In the entries that follow, how many lines contain "matrix"? Please reply with only the number.
[[ Available data, beginning ]]
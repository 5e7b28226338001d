#![deny(unsafe_code)]
//! # keel-correlation
//!
//! Pairwise correlation between monitored dimensions. Pairs are weak
//! references by dimension index; strength lives in `[0, 1]`, is symmetric,
//! and decays once per measurement (never per wall-clock tick).

pub mod matrix;

pub use matrix::{CorrelationEntry, CorrelationMatrix};
#![deny(unsafe_code)]
//! # keel-stability
//!
//! Per-dimension stability scores with blend, idle decay, state transitions
//! and automatic recalibration.

pub mod tracker;

pub use tracker::{DimensionState, StabilityTracker, StateTransition, UpdateOutcome};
[[ Available data, end ]]
Answer to this problem: 2